31/03/2022 | Press release

Separately replaceable fuel pressure sensors

MS Motorservice International GmbH is significantly expanding its sensor product range. Following extensive enhancements in the area of exhaust gas sensors, the spare parts specialist will now be offering the aftermarket 13 fuel pressure sensors (also known as fuel rail pressure sensors). The articles that are currently available cover a global fleet of more than 50 million vehicles – and the company is planning to expand its portfolio even further.

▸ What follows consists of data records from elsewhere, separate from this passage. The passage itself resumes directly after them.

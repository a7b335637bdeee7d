pub mod path;
pub mod track;
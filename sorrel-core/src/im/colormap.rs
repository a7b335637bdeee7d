// Copyright (c) 2026, the sorrel developers
// Licensed under the BSD 3-Clause License

use std::collections::HashMap;
use std::path::Path;

use serde::{Deserialize, Serialize};

use crate::constant;
use crate::error::SorrelError;
use crate::io::{read_class_table, read_class_table_json};

/// A single row of a class definition table
#[derive(Debug, Clone, PartialEq, Eq, Serialize, Deserialize)]
pub struct ClassEntry {
    pub name: String,
    pub color: [u8; 3],
}

/// An ordered class index to RGB triple mapping defining a label schema
///
/// Class indices are assigned by row order, starting at zero. Colors must
/// be unique across classes so that decoding is unambiguous; the table
/// must contain at least one class. Both invariants are enforced at
/// construction, so codec operations never observe a degenerate schema.
///
/// # Examples
///
/// ```
/// use sorrel_core::im::{ClassEntry, ColorMap};
///
/// let colormap = ColorMap::new(vec![
///     ClassEntry { name: "Void".to_string(), color: [0, 0, 0] },
///     ClassEntry { name: "Road".to_string(), color: [128, 64, 128] },
/// ])
/// .unwrap();
///
/// assert_eq!(colormap.len(), 2);
/// assert_eq!(colormap.index_of(&[128, 64, 128]), Some(1));
/// assert_eq!(colormap.index_of(&[1, 2, 3]), None);
/// ```
///
/// ```
/// use sorrel_core::im::ColorMap;
///
/// let colormap = ColorMap::new(vec![]);
/// assert!(colormap.is_err()); // At least one class is required
/// ```
#[derive(Debug, Clone)]
pub struct ColorMap {
    entries: Vec<ClassEntry>,
    lookup: HashMap<[u8; 3], usize>,
}

impl ColorMap {
    /// Build a colormap from class entries in index order
    ///
    /// # Arguments
    ///
    /// * `entries` - Class entries; row position becomes the class index
    pub fn new(entries: Vec<ClassEntry>) -> Result<ColorMap, SorrelError> {
        if entries.is_empty() {
            return Err(SorrelError::ColorMapError(
                "The table must define at least one class.",
            ));
        }

        let mut lookup = HashMap::with_capacity(entries.len());

        for (index, entry) in entries.iter().enumerate() {
            if lookup.insert(entry.color, index).is_some() {
                return Err(SorrelError::ColorMapError(
                    "Two classes share the same color, making decoding ambiguous.",
                ));
            }
        }

        Ok(ColorMap { entries, lookup })
    }

    /// Build a colormap from a class definition table on disk
    ///
    /// Tabular tables (.csv, .tsv, .txt) must carry name, r, g, and b
    /// columns. JSON tables must be an array of `{"name", "color"}`
    /// objects.
    ///
    /// # Arguments
    ///
    /// * `path` - A path to a class definition table
    ///
    /// # Examples
    ///
    /// ```no_run
    /// use sorrel_core::im::ColorMap;
    /// let colormap = ColorMap::open("class_dict.csv");
    /// ```
    pub fn open<P: AsRef<Path>>(path: P) -> Result<ColorMap, SorrelError> {
        let extension = path
            .as_ref()
            .extension()
            .and_then(|s| s.to_str())
            .map(|s| s.to_lowercase());

        let entries = match extension.as_deref() {
            Some("csv") => read_class_table(&path, b',')?,
            Some("tsv") | Some("txt") => read_class_table(&path, b'\t')?,
            Some("json") => read_class_table_json(&path)?,
            _ => {
                return Err(SorrelError::TableError(format!(
                    "Class tables must have one of the following extensions: {}.",
                    constant::SUPPORTED_TABLE_FORMATS.join(", ")
                )));
            }
        };

        Self::new(entries)
    }

    /// The built-in 32-class CamVid label schema
    ///
    /// # Examples
    ///
    /// ```
    /// use sorrel_core::im::ColorMap;
    ///
    /// let colormap = ColorMap::camvid();
    /// assert_eq!(colormap.len(), 32);
    /// ```
    pub fn camvid() -> ColorMap {
        let entries = constant::CAMVID_CLASSES
            .iter()
            .map(|(name, color)| ClassEntry {
                name: name.to_string(),
                color: *color,
            })
            .collect();

        // The built-in table is checked by test, so new cannot fail here
        Self::new(entries).unwrap()
    }

    /// Number of classes in the schema
    pub fn len(&self) -> usize {
        self.entries.len()
    }

    /// A validated colormap always has at least one class
    pub fn is_empty(&self) -> bool {
        self.entries.is_empty()
    }

    /// RGB triple for a class index
    pub fn color(&self, index: usize) -> Option<[u8; 3]> {
        self.entries.get(index).map(|entry| entry.color)
    }

    /// Class name for a class index
    pub fn name(&self, index: usize) -> Option<&str> {
        self.entries.get(index).map(|entry| entry.name.as_str())
    }

    /// Class index for an RGB triple, if the color is in the schema
    pub fn index_of(&self, color: &[u8; 3]) -> Option<usize> {
        self.lookup.get(color).copied()
    }

    /// An iterator over class entries in index order
    pub fn iter(&self) -> impl Iterator<Item = &ClassEntry> {
        self.entries.iter()
    }
}
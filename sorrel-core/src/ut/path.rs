// Copyright (c) 2026, the sorrel developers
// Licensed under the BSD 3-Clause License

use std::path::{Path, PathBuf};

use crate::error::SorrelError;

/// Ensures a new directory is created with an incrementing suffix if necessary.
///
/// # Arguments
///
/// * `directory` - Path to new directory - no overwrites allowed
///
/// # Examples
///
/// ```
/// use std::path::Path;
/// use sorrel_core::ut::path::create_directory;
///
/// let base = Path::new("TEST_CREATE_DIRECTORY");
///
/// std::fs::create_dir(base).unwrap();
/// assert!(base.exists());
///
/// let increment_0 = Path::new("TEST_CREATE_DIRECTORY_0/");
///
/// create_directory(base);
///
/// assert!(increment_0.exists());
///
/// std::fs::remove_dir(base);
/// std::fs::remove_dir(increment_0);
/// ```
pub fn create_directory<P: AsRef<Path>>(directory: P) -> Result<PathBuf, SorrelError> {
    let directory = directory.as_ref();

    if !directory.exists() {
        std::fs::create_dir(directory).map_err(|err| SorrelError::DirError(err.to_string()))?;
        return Ok(directory.to_path_buf());
    }

    let parent = directory.parent().unwrap_or_else(|| Path::new("."));
    let base_name = directory
        .file_name()
        .and_then(|name| name.to_str())
        .ok_or_else(|| SorrelError::DirError("Invalid directory name".to_string()))?;

    for index in 0..30 {
        let new_dir = parent.join(format!("{}_{}", base_name, index));

        if !new_dir.exists() {
            std::fs::create_dir(&new_dir).map_err(|err| SorrelError::DirError(err.to_string()))?;
            return Ok(new_dir);
        }
    }

    Err(SorrelError::DirError(format!(
        "Could not create a directory in alotted increments. Check the directory path: {}",
        directory.display()
    )))
}

/// Collect sorted file paths from a directory with an extension filter
///
/// Paths are always returned sorted so that two directory listings made
/// with the same filter can be paired positionally.
///
/// # Arguments
///
/// * `directory` - Path to directory containing files
/// * `valid_ext` - Only include files with one of these extensions
///
/// # Examples
///
/// ```no_run
/// use sorrel_core::constant::SUPPORTED_IMAGE_FORMATS;
/// use sorrel_core::ut::path::collect_file_paths;
///
/// let files = collect_file_paths("directory/", SUPPORTED_IMAGE_FORMATS.as_slice());
/// ```
pub fn collect_file_paths<P>(directory: P, valid_ext: &[&str]) -> Result<Vec<PathBuf>, SorrelError>
where
    P: AsRef<Path> + ToString,
{
    let message = directory.to_string();

    let mut files: Vec<PathBuf> = std::fs::read_dir(directory)
        .map_err(|_| SorrelError::DirError(message))?
        .filter_map(Result::ok)
        .map(|entry| entry.path())
        .filter(|path| {
            path.is_file()
                && path
                    .extension()
                    .and_then(|ext| ext.to_str())
                    .map(|ext| ext.to_lowercase())
                    .is_some_and(|ext| valid_ext.contains(&ext.as_str()))
        })
        .collect();

    files.sort_unstable();

    Ok(files)
}

#[cfg(test)]
mod test {

    use super::*;

    #[test]
    fn test_collect_file_paths_sorted() {
        const TEST_DIR: &str = "TEST_COLLECT_FILE_PATHS";

        std::fs::create_dir(TEST_DIR).unwrap();
        std::fs::write(format!("{}/b.png", TEST_DIR), []).unwrap();
        std::fs::write(format!("{}/a.png", TEST_DIR), []).unwrap();
        std::fs::write(format!("{}/c.txt", TEST_DIR), []).unwrap();

        let files = collect_file_paths(TEST_DIR, &["png"]).unwrap();

        assert_eq!(files.len(), 2);
        assert!(files[0].ends_with("a.png"));
        assert!(files[1].ends_with("b.png"));

        std::fs::remove_dir_all(TEST_DIR).unwrap();
    }

    #[test]
    fn test_collect_file_paths_missing_directory() {
        assert!(collect_file_paths("TEST_NO_SUCH_DIRECTORY", &["png"]).is_err());
    }
}
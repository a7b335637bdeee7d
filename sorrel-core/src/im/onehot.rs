// Copyright (c) 2026, the sorrel developers
// Licensed under the BSD 3-Clause License

use std::path::Path;

use npyz::{self, DType, NpyFile, TypeChar};

use crate::error::SorrelError;
use crate::im::SorrelBuffer;
use crate::io::write_numpy;

/// A per-pixel class tensor with one channel per class
///
/// Encoded ground-truth masks are u8 tensors where each pixel has at most
/// one channel set to 1. Model predictions are f32 tensors of per-class
/// probabilities with the same (H, W, K) layout; both decode through the
/// same arg-max rule.
///
/// # Examples
///
/// ```
/// use sorrel_core::im::{OneHotMask, SorrelBuffer};
///
/// let onehot = OneHotMask::U8(SorrelBuffer::new(2, 2, 4, vec![0u8; 16]).unwrap());
///
/// assert_eq!(onehot.classes(), 4);
/// assert_eq!(onehot.shape(), (2, 2, 4));
/// ```
#[derive(Debug, Clone)]
pub enum OneHotMask {
    U8(SorrelBuffer<u8, Vec<u8>>),
    F32(SorrelBuffer<f32, Vec<f32>>),
}

// >>> PROPERTY METHODS

impl OneHotMask {
    /// Width of the tensor
    pub fn width(&self) -> u32 {
        match self {
            OneHotMask::U8(buffer) => buffer.width(),
            OneHotMask::F32(buffer) => buffer.width(),
        }
    }

    /// Height of the tensor
    pub fn height(&self) -> u32 {
        match self {
            OneHotMask::U8(buffer) => buffer.height(),
            OneHotMask::F32(buffer) => buffer.height(),
        }
    }

    /// Number of class channels K
    pub fn classes(&self) -> u32 {
        match self {
            OneHotMask::U8(buffer) => buffer.channels(),
            OneHotMask::F32(buffer) => buffer.channels(),
        }
    }

    /// Shape/dimensions of the tensor
    pub fn shape(&self) -> (u32, u32, u32) {
        match self {
            OneHotMask::U8(buffer) => buffer.shape(),
            OneHotMask::F32(buffer) => buffer.shape(),
        }
    }
}

// <<< PROPERTY METHODS

// >>> I/O METHODS

impl OneHotMask {
    /// Open a one-hot or class-probability tensor from a .npy file
    ///
    /// # Arguments
    ///
    /// * `path` - A path to a (height, width, classes) shaped .npy file
    ///
    /// ```no_run
    /// use sorrel_core::im::OneHotMask;
    /// let onehot = OneHotMask::open("encoded.npy");
    /// ```
    pub fn open<P: AsRef<Path>>(path: P) -> Result<OneHotMask, SorrelError> {
        let extension = path
            .as_ref()
            .extension()
            .and_then(|s| s.to_str())
            .map(|s| s.to_lowercase());

        if extension.as_deref() != Some("npy") {
            return Err(SorrelError::ImageExtensionError);
        }

        let bytes = std::fs::read(&path).map_err(|_| SorrelError::ImageReadError)?;
        let npy = NpyFile::new(&bytes[..]).map_err(|_| SorrelError::ImageReadError)?;

        Self::new_from_numpy(npy)
    }

    /// Initialize a tensor from a numpy array buffer
    ///
    /// Accepts u8 and i8 integer tensors (i8 for compatibility with
    /// encoders that write int8 one-hot arrays) and f32/f64 float tensors.
    ///
    /// # Arguments
    ///
    /// * `npy` - A (height, width, classes) shaped numpy array buffer
    pub fn new_from_numpy(npy: NpyFile<&[u8]>) -> Result<OneHotMask, SorrelError> {
        let shape = npy.shape().to_vec();

        if shape.len() != 3 {
            return Err(SorrelError::ShapeError(
                "One-hot tensors must have an (H, W, K) shape".to_string(),
            ));
        }

        let (h, w, k) = (shape[0] as u32, shape[1] as u32, shape[2] as u32);

        match npy.dtype() {
            DType::Plain(x) => match (x.type_char(), x.size_field()) {
                (TypeChar::Uint, 1) => {
                    let buffer = npy
                        .into_vec::<u8>()
                        .map_err(|_| SorrelError::ImageReadError)?;
                    Ok(OneHotMask::U8(SorrelBuffer::new(w, h, k, buffer)?))
                }
                (TypeChar::Int, 1) => {
                    let buffer = npy
                        .into_vec::<i8>()
                        .map_err(|_| SorrelError::ImageReadError)?
                        .into_iter()
                        .map(|value| value as u8)
                        .collect();
                    Ok(OneHotMask::U8(SorrelBuffer::new(w, h, k, buffer)?))
                }
                (TypeChar::Float, 4) => {
                    let buffer = npy
                        .into_vec::<f32>()
                        .map_err(|_| SorrelError::ImageReadError)?;
                    Ok(OneHotMask::F32(SorrelBuffer::new(w, h, k, buffer)?))
                }
                (TypeChar::Float, 8) => {
                    let buffer = npy
                        .into_vec::<f64>()
                        .map_err(|_| SorrelError::ImageReadError)?
                        .into_iter()
                        .map(|value| value as f32)
                        .collect();
                    Ok(OneHotMask::F32(SorrelBuffer::new(w, h, k, buffer)?))
                }
                _ => Err(SorrelError::ImageFormatError),
            },
            _ => Err(SorrelError::ImageFormatError),
        }
    }

    /// Save the tensor to a .npy file
    ///
    /// # Arguments
    ///
    /// * `path` - A path ending in .npy
    ///
    /// ```no_run
    /// use sorrel_core::im::{OneHotMask, SorrelBuffer};
    ///
    /// let onehot = OneHotMask::U8(SorrelBuffer::new(2, 2, 4, vec![0u8; 16]).unwrap());
    /// onehot.save("encoded.npy").unwrap();
    /// ```
    pub fn save<P: AsRef<Path>>(&self, path: P) -> Result<(), SorrelError> {
        let extension = path
            .as_ref()
            .extension()
            .and_then(|s| s.to_str())
            .map(|s| s.to_lowercase());

        if extension.as_deref() != Some("npy") {
            return Err(SorrelError::ImageExtensionError);
        }

        let shape = vec![
            self.height() as u64,
            self.width() as u64,
            self.classes() as u64,
        ];

        match self {
            OneHotMask::U8(buffer) => write_numpy(path, buffer.as_raw().clone(), shape),
            OneHotMask::F32(buffer) => write_numpy(path, buffer.as_raw().clone(), shape),
        }
    }
}

// <<< I/O METHODS
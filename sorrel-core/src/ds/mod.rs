mod paired;

pub use paired::Batches;
pub use paired::PairedDataset;
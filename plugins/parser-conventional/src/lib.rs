//! Conventional Commits parser.
//!
//! Classifies a [`RawCommit`] by its subject line, normalizes the scope,
//! pulls references out of the description and collects co-authors from
//! the body. Subjects that are not conventional commits are rejected.

mod coauthors;
mod message;
mod references;
mod scope;

pub use coauthors::extract_co_authors;
pub use message::{ConventionalMessage, parse_message};
pub use references::{ExtractedReferences, extract_references, strip_pull_requests};
pub use scope::ScopeAliasTable;

use logsmith_commit::{ParsedCommit, RawCommit};
use logsmith_core::CommitParser;

/// Conventional Commits parser.
#[derive(Debug, Clone, Default)]
pub struct ConventionalParser {
    scopes: ScopeAliasTable,
}

impl ConventionalParser {
    /// Creates a new conventional parser without scope aliases.
    #[must_use]
    pub fn new() -> Self {
        Self::default()
    }

    /// Creates a parser that rewrites scopes through the given table.
    #[must_use]
    pub fn with_scope_map(scopes: ScopeAliasTable) -> Self {
        Self { scopes }
    }
}

impl CommitParser for ConventionalParser {
    fn name(&self) -> &'static str {
        "conventional"
    }

    fn parse(&self, raw: &RawCommit) -> Option<ParsedCommit> {
        let message = parse_message(raw.subject())?;
        let scope = self
            .scopes
            .normalize(message.scope.as_deref().unwrap_or_default())
            .to_string();
        let extracted = extract_references(&message.description, &raw.short_hash);

        Some(
            ParsedCommit::builder(raw, message.r#type)
                .scope(scope)
                .description(extracted.description)
                .breaking(message.breaking)
                .references(extracted.references)
                .co_authors(extract_co_authors(&raw.body))
                .build(),
        )
    }
}
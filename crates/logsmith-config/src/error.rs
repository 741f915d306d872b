//! Configuration error types.

use thiserror::Error;

/// Configuration-related errors.
#[derive(Debug, Error)]
pub enum ConfigError {
    /// Configuration file not found.
    #[error("configuration file not found: {0}")]
    NotFound(std::path::PathBuf),

    /// Invalid TOML syntax.
    #[error("invalid TOML: {0}")]
    InvalidToml(#[from] toml::de::Error),

    /// Configuration could not be serialized.
    #[error("cannot serialize configuration: {0}")]
    Serialize(#[from] toml::ser::Error),

    /// Invalid configuration value.
    #[error("invalid configuration: {0}")]
    Invalid(String),

    /// IO error.
    #[error("IO error: {0}")]
    Io(#[from] std::io::Error),
}

/// Result type for configuration operations.
pub type ConfigResult<T> = Result<T, ConfigError>;
//! Git abstraction layer for Logsmith.
//!
//! This crate provides Git operations:
//! - Repository discovery and status
//! - Tag and ref lookup for range defaults
//! - History rendering in the raw log text format

mod error;
mod repository;

pub use error::{GitError, GitResult};
pub use repository::Repository;
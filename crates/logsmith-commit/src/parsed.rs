//! Parsed commit type after classification.

use serde::{Deserialize, Serialize};

use crate::{Author, RawCommit, Reference};

/// A commit after classification by a parser.
///
/// Carries every [`RawCommit`] field alongside the classification.
#[derive(Debug, Clone, PartialEq, Eq, Serialize, Deserialize)]
pub struct ParsedCommit {
    /// The subject line, exactly as authored.
    pub message: String,

    /// The short commit hash.
    pub short_hash: String,

    /// The primary author.
    pub author: Author,

    /// The raw body.
    pub body: String,

    /// The commit type (feat, fix, docs, etc.), as matched.
    pub r#type: String,

    /// The normalized scope, empty when none was declared.
    pub scope: String,

    /// The subject without type, scope, breaking marker and pull request markers.
    pub description: String,

    /// Whether the subject declares a breaking change.
    pub is_breaking: bool,

    /// Pull requests, then issues, then the commit hash.
    pub references: Vec<Reference>,

    /// The primary author followed by co-authors in trailer order.
    pub authors: Vec<Author>,
}

impl ParsedCommit {
    /// Creates a new parsed commit builder from a raw commit.
    #[must_use]
    pub fn builder(raw: &RawCommit, r#type: impl Into<String>) -> ParsedCommitBuilder {
        ParsedCommitBuilder::new(raw, r#type)
    }

    /// Returns the lower-cased type, for comparisons.
    #[must_use]
    pub fn normalized_type(&self) -> String {
        self.r#type.to_lowercase()
    }

    /// Returns true if a scope was declared.
    #[must_use]
    pub fn has_scope(&self) -> bool {
        !self.scope.is_empty()
    }
}

/// Builder for [`ParsedCommit`].
#[derive(Debug)]
pub struct ParsedCommitBuilder {
    raw: RawCommit,
    r#type: String,
    scope: String,
    description: String,
    is_breaking: bool,
    references: Vec<Reference>,
    co_authors: Vec<Author>,
}

impl ParsedCommitBuilder {
    fn new(raw: &RawCommit, r#type: impl Into<String>) -> Self {
        Self {
            raw: raw.clone(),
            r#type: r#type.into(),
            scope: String::new(),
            description: String::new(),
            is_breaking: false,
            references: Vec::new(),
            co_authors: Vec::new(),
        }
    }

    /// Sets the scope.
    #[must_use]
    pub fn scope(mut self, scope: impl Into<String>) -> Self {
        self.scope = scope.into();
        self
    }

    /// Sets the description.
    #[must_use]
    pub fn description(mut self, description: impl Into<String>) -> Self {
        self.description = description.into();
        self
    }

    /// Sets the breaking flag.
    #[must_use]
    pub fn breaking(mut self, is_breaking: bool) -> Self {
        self.is_breaking = is_breaking;
        self
    }

    /// Sets the references.
    #[must_use]
    pub fn references(mut self, references: Vec<Reference>) -> Self {
        self.references = references;
        self
    }

    /// Appends co-authors after the primary author.
    #[must_use]
    pub fn co_authors(mut self, co_authors: impl IntoIterator<Item = Author>) -> Self {
        self.co_authors.extend(co_authors);
        self
    }

    /// Builds the [`ParsedCommit`].
    #[must_use]
    pub fn build(self) -> ParsedCommit {
        let mut authors = Vec::with_capacity(1 + self.co_authors.len());
        authors.push(self.raw.author.clone());
        authors.extend(self.co_authors);

        ParsedCommit {
            message: self.raw.message,
            short_hash: self.raw.short_hash,
            author: self.raw.author,
            body: self.raw.body,
            r#type: self.r#type,
            scope: self.scope,
            description: self.description,
            is_breaking: self.is_breaking,
            references: self.references,
            authors,
        }
    }
}

#[cfg(test)]
mod tests {
    use super::*;

    fn make_raw() -> RawCommit {
        RawCommit::new(
            "feat(api): add new endpoint",
            "abc1234",
            Author::new("Jane", "jane@example.com"),
            "",
        )
    }

    #[test]
    fn test_builder() {
        let commit = ParsedCommit::builder(&make_raw(), "feat")
            .scope("api")
            .description("add new endpoint")
            .breaking(false)
            .references(vec![Reference::hash("abc1234")])
            .build();

        assert_eq!(commit.r#type, "feat");
        assert_eq!(commit.scope, "api");
        assert_eq!(commit.description, "add new endpoint");
        assert!(!commit.is_breaking);
        assert_eq!(commit.short_hash, "abc1234");
        assert_eq!(commit.message, "feat(api): add new endpoint");
        assert_eq!(commit.references, vec![Reference::hash("abc1234")]);
    }

    #[test]
    fn test_primary_author_comes_first() {
        let commit = ParsedCommit::builder(&make_raw(), "feat")
            .co_authors([Author::new("Bob", "bob@example.com")])
            .co_authors([Author::new("Eve", "")])
            .build();

        let names: Vec<_> = commit.authors.iter().map(|a| a.name.as_str()).collect();
        assert_eq!(names, ["Jane", "Bob", "Eve"]);
    }

    #[test]
    fn test_defaults() {
        let commit = ParsedCommit::builder(&make_raw(), "fix").build();
        assert!(commit.scope.is_empty());
        assert!(!commit.has_scope());
        assert!(commit.references.is_empty());
        assert_eq!(commit.authors.len(), 1);
    }

    #[test]
    fn test_normalized_type() {
        let feat = ParsedCommit::builder(&make_raw(), "Feat").build();
        assert_eq!(feat.r#type, "Feat");
        assert_eq!(feat.normalized_type(), "feat");
    }

    #[test]
    fn test_serialized_type_field() {
        let commit = ParsedCommit::builder(&make_raw(), "feat").build();
        let value = serde_json::to_value(&commit).unwrap();
        assert_eq!(value["type"], "feat");
        assert_eq!(value["is_breaking"], false);
    }
}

Many providers only make the distributing pipe (rail) available to purchase as a complete unit along with all the attachments. However, Motorservice offers the pressure sensor as a separate spare part. This means that only the component that is actually defective needs to be replaced – a much more environmentally friendly and cost-effective option.

OE quality
The sensors also boast outstanding product quality. Finally, as a sales organisation for Rheinmetall’s aftermarket activities, Motorservice acquires a large proportion of its range internally from within the group, including the subsidiary Pierburg. This means that the internationally active spare parts specialist has the know-how and high quality standards of a large international automotive supplier.

How it works

The fuel pressure sensor/fuel rail pressure sensor is installed on the distributing pipe, where it measures the fuel pressure and acts as a sensor for pressure control and metering purposes. The engine control unit provides the sensor with a supply voltage of 5 V. There are also ground and signal output connections.
Moving through a bore in the sensor, the fuel pressure reaches a diaphragm equipped with a sensor element. The diaphragm is distorted, an action that the sensor element converts into electrical voltage and is output to the control unit. The voltage signal experiences a linear increase as the pressure rises. If the control unit identifies a fault affecting the sensor, it outputs a substitute value and limits the injected fuel quantity and the fuel pressure.